*Source data*:
//! Shared test utilities for the folio test suite.
//!
//! Provides record builders, a fixture copier, and lookups that panic with a
//! clear message on miss.
//!
//! # Usage
//!
//! ```rust
//! use crate::test_helpers::*;
//!
//! let merged = merge_and_sort_posts([
//!     vec![post("local", "2025-01-01")],
//!     vec![post_with_tags("feed", "2025-01-15", &[("Rust", "rust")])],
//! ]);
//! assert_eq!(ids(&merged), vec!["feed", "local"]);
//! ```

use chrono::{DateTime, Utc};
use std::path::Path;
use tempfile::TempDir;

use crate::dates::parse_date;
use crate::normalize::raw::{FeedEntry, LocalFrontmatter, RawFeedPost, RawLocalPost};
use crate::types::{LightweightPost, PostData, PostSource, Tag, TagWithCount};

// =========================================================================
// Fixture setup
// =========================================================================

/// Copy `fixtures/content/` to a temp directory and return it.
///
/// Tests get an isolated copy they can mutate without affecting other tests
/// or the source fixtures.
pub fn setup_fixtures() -> TempDir {
    let tmp = TempDir::new().unwrap();
    let fixtures = Path::new(env!("CARGO_MANIFEST_DIR")).join("fixtures/content");
    copy_dir_recursive(&fixtures, tmp.path()).unwrap();
    tmp
}

fn copy_dir_recursive(src: &Path, dst: &Path) -> std::io::Result<()> {
    for entry in std::fs::read_dir(src)? {
        let entry = entry?;
        let src_path = entry.path();
        let dst_path = dst.join(entry.file_name());

        if src_path.is_dir() {
            std::fs::create_dir_all(&dst_path)?;
            copy_dir_recursive(&src_path, &dst_path)?;
        } else {
            std::fs::copy(&src_path, &dst_path)?;
        }
    }
    Ok(())
}

/// Path of the fixture feed document.
pub fn fixture_feed() -> std::path::PathBuf {
    Path::new(env!("CARGO_MANIFEST_DIR")).join("fixtures/feed.xml")
}

// =========================================================================
// Builders
// =========================================================================

/// Parse a date literal. Panics on typos.
pub fn date(s: &str) -> DateTime<Utc> {
    parse_date(s).unwrap_or_else(|| panic!("bad test date {s:?}"))
}

/// A raw local post with only the required fields set.
pub fn local_post(id: &str, published: &str, body: &str) -> RawLocalPost {
    RawLocalPost {
        id: id.to_string(),
        body: Some(body.to_string()),
        data: LocalFrontmatter {
            title: None,
            slug: None,
            brief: None,
            cover_image: None,
            tags: None,
            published_at: date(published),
            reading_time: None,
        },
    }
}

/// A raw feed entry with only an id and URL.
pub fn feed_post(id: &str, url: &str) -> RawFeedPost {
    RawFeedPost {
        id: id.to_string(),
        data: FeedEntry {
            url: Some(url.to_string()),
            ..FeedEntry::default()
        },
    }
}

/// A normalized post with no tags.
pub fn post(id: &str, published: &str) -> LightweightPost {
    post_with_tags(id, published, &[])
}

/// A normalized post carrying `(name, slug)` tags.
pub fn post_with_tags(id: &str, published: &str, tags: &[(&str, &str)]) -> LightweightPost {
    LightweightPost {
        id: id.to_string(),
        data: PostData {
            slug: id.to_string(),
            title: format!("Post {id}"),
            brief: String::new(),
            cover_image: None,
            tags: tags.iter().map(|(name, slug)| Tag::new(*name, *slug)).collect(),
            published_at: date(published),
            reading_time: 1,
            source: PostSource::Hashnode,
            external_url: None,
        },
    }
}

// =========================================================================
// Extractors and lookups
// =========================================================================

/// Post ids in order.
pub fn ids(posts: &[LightweightPost]) -> Vec<&str> {
    posts.iter().map(|p| p.id.as_str()).collect()
}

/// Post ids in order, for borrowed result lists.
pub fn ids_of<'a>(posts: &[&'a LightweightPost]) -> Vec<&'a str> {
    posts.iter().map(|p| p.id.as_str()).collect()
}

/// Find a post by slug. Panics if not found.
pub fn find_post<'a>(posts: &'a [LightweightPost], slug: &str) -> &'a LightweightPost {
    posts
        .iter()
        .find(|p| p.data.slug == slug)
        .unwrap_or_else(|| {
            let slugs: Vec<&str> = posts.iter().map(|p| p.data.slug.as_str()).collect();
            panic!("post '{slug}' not found. Available: {slugs:?}")
        })
}

/// Find a counted tag by slug. Panics if not found.
pub fn find_tag<'a>(tags: &'a [TagWithCount], slug: &str) -> &'a TagWithCount {
    tags.iter().find(|t| t.slug == slug).unwrap_or_else(|| {
        let slugs: Vec<&str> = tags.iter().map(|t| t.slug.as_str()).collect();
        panic!("tag '{slug}' not found. Available: {slugs:?}")
    })
}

*What the task asks*: Within the material above, transcribe exactly the lines that run from the line holding "id and URL." through the line holding "pub fn post(id: &str, published: &str)".

*Solution to this task*:
/// A raw feed entry with only an id and URL.
pub fn feed_post(id: &str, url: &str) -> RawFeedPost {
    RawFeedPost {
        id: id.to_string(),
        data: FeedEntry {
            url: Some(url.to_string()),
            ..FeedEntry::default()
        },
    }
}

/// A normalized post with no tags.
pub fn post(id: &str, published: &str) -> LightweightPost {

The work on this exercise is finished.